Un indicateur subjectif mais précieux
La satisfaction sexuelle n’est pas un fait observable comme peut l’être, par exemple, l’usage d’un préservatif ou le nombre de rapports dans une période donnée. Elle repose sur une auto-évaluation : les personnes interrogées jugent elles-mêmes si leur vie sexuelle leur paraît satisfaisante, très satisfaisante, peu satisfaisante ou insatisfaisante selon les formulations d’enquête. Cette subjectivité n’est pas un défaut ; elle correspond précisément à ce que l’on cherche à mesurer.
Mais cette force est aussi une limite. Parce qu’il s’agit d’un ressenti, les réponses dépendent des attentes, de l’histoire relationnelle, de la comparaison implicite avec d’autres périodes de vie, des normes intériorisées et des mots proposés par le questionnaire.
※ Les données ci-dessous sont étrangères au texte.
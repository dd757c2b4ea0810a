use anyhow::{anyhow, bail, Context, Result};
use clap::{Parser, Subcommand};
use std::path::{Path, PathBuf};
use uuid::Uuid;

use sysrev_core::{
    ClassificationEvent, ClassificationStatus, Phase, StudyReview, StudyReviewId,
    SystematicStudyId,
};
use sysrev_server::{SqliteRepository, StudyReviewRepository, StudyReviewService, DATABASE_FILE};

/// sysrev: inspect and classify study reviews in the state database
#[derive(Parser, Debug)]
#[command(name = "sysrev")]
#[command(about = "Inspect and classify study reviews in the state database", long_about = None)]
struct Cli {
    /// Directory holding the state database
    #[arg(long, env = "STATE_DIR", default_value = ".")]
    state_dir: PathBuf,

    #[command(subcommand)]
    command: Commands,
}

#[derive(Subcommand, Debug)]
enum Commands {
    /// Print one study review as JSON
    Show(RecordArgs),
    /// List the study reviews of a systematic study
    List(ListArgs),
    /// Change the selection status of a study review
    Select(ClassifyArgs),
    /// Change the extraction status of a study review
    Extract(ClassifyArgs),
    /// Print the classification history of a study review
    History(RecordArgs),
}

#[derive(Parser, Debug)]
struct RecordArgs {
    /// Systematic study UUID
    systematic_study: Uuid,

    /// Study review id within the systematic study
    study_review: i64,
}

#[derive(Parser, Debug)]
struct ListArgs {
    /// Systematic study UUID
    systematic_study: Uuid,

    /// Only show records with this selection status
    #[arg(long)]
    selection: Option<ClassificationStatus>,

    /// Only show records with this extraction status
    #[arg(long)]
    extraction: Option<ClassificationStatus>,
}

#[derive(Parser, Debug)]
struct ClassifyArgs {
    #[command(flatten)]
    record: RecordArgs,

    /// New status: UNCLASSIFIED, INCLUDED or EXCLUDED
    status: ClassificationStatus,
}

impl RecordArgs {
    fn ids(&self) -> (SystematicStudyId, StudyReviewId) {
        (
            SystematicStudyId(self.systematic_study),
            StudyReviewId(self.study_review),
        )
    }
}

/// Locate the state database. Every command works on existing records, so
/// a missing file is an error rather than a fresh database.
fn existing_database(state_dir: &Path) -> Result<PathBuf> {
    let db_path = state_dir.join(DATABASE_FILE);
    if !db_path.is_file() {
        bail!(
            "no state database at {} (check --state-dir or STATE_DIR)",
            db_path.display()
        );
    }
    Ok(db_path)
}

fn open_service(state_dir: &Path) -> Result<StudyReviewService> {
    let db_path = existing_database(state_dir)?;
    let repository = SqliteRepository::new(&db_path)
        .with_context(|| format!("Failed to open state database {}", db_path.display()))?;
    Ok(StudyReviewService::new(std::sync::Arc::new(repository)))
}

async fn load(service: &StudyReviewService, args: &RecordArgs) -> Result<StudyReview> {
    let (systematic_study, id) = args.ids();
    service
        .repository()
        .get(systematic_study, id)
        .await?
        .ok_or_else(|| {
            anyhow!(
                "study review {} not found in systematic study {}",
                id,
                systematic_study
            )
        })
}

fn print_json<T: serde::Serialize>(value: &T) -> Result<()> {
    println!(
        "{}",
        serde_json::to_string_pretty(value).context("Failed to serialize output")?
    );
    Ok(())
}

async fn run_show(service: &StudyReviewService, args: RecordArgs) -> Result<()> {
    let review = load(service, &args).await?;
    print_json(&review)
}

async fn run_list(service: &StudyReviewService, args: ListArgs) -> Result<()> {
    let reviews = service
        .repository()
        .get_all(SystematicStudyId(args.systematic_study))
        .await?;

    let matching: Vec<StudyReview> = reviews
        .into_iter()
        .filter(|review| {
            let classification = review.classification();
            args.selection
                .map_or(true, |status| classification.selection() == status)
                && args
                    .extraction
                    .map_or(true, |status| classification.extraction() == status)
        })
        .collect();

    print_json(&matching)
}

async fn run_classify(service: &StudyReviewService, phase: Phase, args: ClassifyArgs) -> Result<()> {
    let mut review = load(service, &args.record).await?;
    let event = ClassificationEvent::for_status(phase, args.status)?;

    let classification = service.apply_and_save(&mut review, event).await?;
    print_json(&classification)
}

async fn run_history(service: &StudyReviewService, args: RecordArgs) -> Result<()> {
    // Distinguish a missing record from one that was never classified
    load(service, &args).await?;
    let (systematic_study, id) = args.ids();
    let history = service.repository().get_history(systematic_study, id).await?;
    print_json(&history)
}

#[tokio::main(flavor = "current_thread")]
async fn main() -> Result<()> {
    let cli = Cli::parse();

    // Status arguments are parsed by clap before the database is touched
    let service = open_service(&cli.state_dir)?;

    match cli.command {
        Commands::Show(args) => run_show(&service, args).await,
        Commands::List(args) => run_list(&service, args).await,
        Commands::Select(args) => run_classify(&service, Phase::Selection, args).await,
        Commands::Extract(args) => run_classify(&service, Phase::Extraction, args).await,
        Commands::History(args) => run_history(&service, args).await,
    }
}

#[cfg(test)]
mod tests {
    use super::*;

    const STUDY: &str = "6f1e2d3c-4b5a-4978-8a6b-5c4d3e2f1a0b";

    #[test]
    fn test_parse_select() {
        let cli = Cli::try_parse_from(["sysrev", "--state-dir", "/tmp/x", "select", STUDY, "3", "INCLUDED"])
            .unwrap();
        assert_eq!(cli.state_dir, PathBuf::from("/tmp/x"));
        match cli.command {
            Commands::Select(args) => {
                assert_eq!(args.record.study_review, 3);
                assert_eq!(args.status, ClassificationStatus::Included);
            }
            other => panic!("unexpected command: {:?}", other),
        }
    }

    #[test]
    fn test_lowercase_status_rejected() {
        let result = Cli::try_parse_from(["sysrev", "extract", STUDY, "1", "included"]);
        assert!(result.is_err());
    }

    #[test]
    fn test_parse_list_filters() {
        let cli = Cli::try_parse_from(["sysrev", "list", STUDY, "--selection", "EXCLUDED"]).unwrap();
        match cli.command {
            Commands::List(args) => {
                assert_eq!(args.selection, Some(ClassificationStatus::Excluded));
                assert_eq!(args.extraction, None);
            }
            other => panic!("unexpected command: {:?}", other),
        }
    }

    #[test]
    fn test_bad_uuid_rejected() {
        let result = Cli::try_parse_from(["sysrev", "show", "not-a-uuid", "1"]);
        assert!(result.is_err());
    }

    #[test]
    fn test_missing_state_dir_is_left_alone() {
        let temp_dir = tempfile::tempdir().unwrap();
        let state_dir = temp_dir.path().join("typo");

        let err = open_service(&state_dir).err().unwrap();
        assert!(err.to_string().contains("no state database"));
        assert!(!state_dir.exists());
    }

    #[test]
    fn test_empty_state_dir_gets_no_database() {
        let temp_dir = tempfile::tempdir().unwrap();

        assert!(open_service(temp_dir.path()).is_err());
        assert!(!temp_dir.path().join(DATABASE_FILE).exists());
    }

    #[test]
    fn test_existing_database_is_opened() {
        let temp_dir = tempfile::tempdir().unwrap();
        SqliteRepository::new(temp_dir.path().join(DATABASE_FILE)).unwrap();

        assert_eq!(
            existing_database(temp_dir.path()).unwrap(),
            temp_dir.path().join(DATABASE_FILE)
        );
        assert!(open_service(temp_dir.path()).is_ok());
    }
}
Une personne peut se dire satisfaite avec une vie sexuelle peu fréquente ; une autre peut se dire insatisfaite malgré une fréquence élevée.
Fréquence, plaisir, qualité du lien et image de soi ne se recouvrent pas
La satisfaction peut être nourrie par le désir, le plaisir, le sentiment d’être respecté, la confiance, la tendresse, le consentement, l’absence de douleur, le fait de pouvoir parler de ses préférences, l’équilibre entre les attentes des partenaires ou encore la possibilité de vivre son orientation et son identité sans peur. Aucune de ces dimensions n’est réductible à une pure logique de performance.
C’est pour cette raison qu’un dossier éditorial doit se méfier des raccourcis du type « plus de rapports = plus de satisfaction » ou « telle pratique = meilleure sexualité ». Les enquêtes ne soutiennent pas ce genre de mécanique simpliste.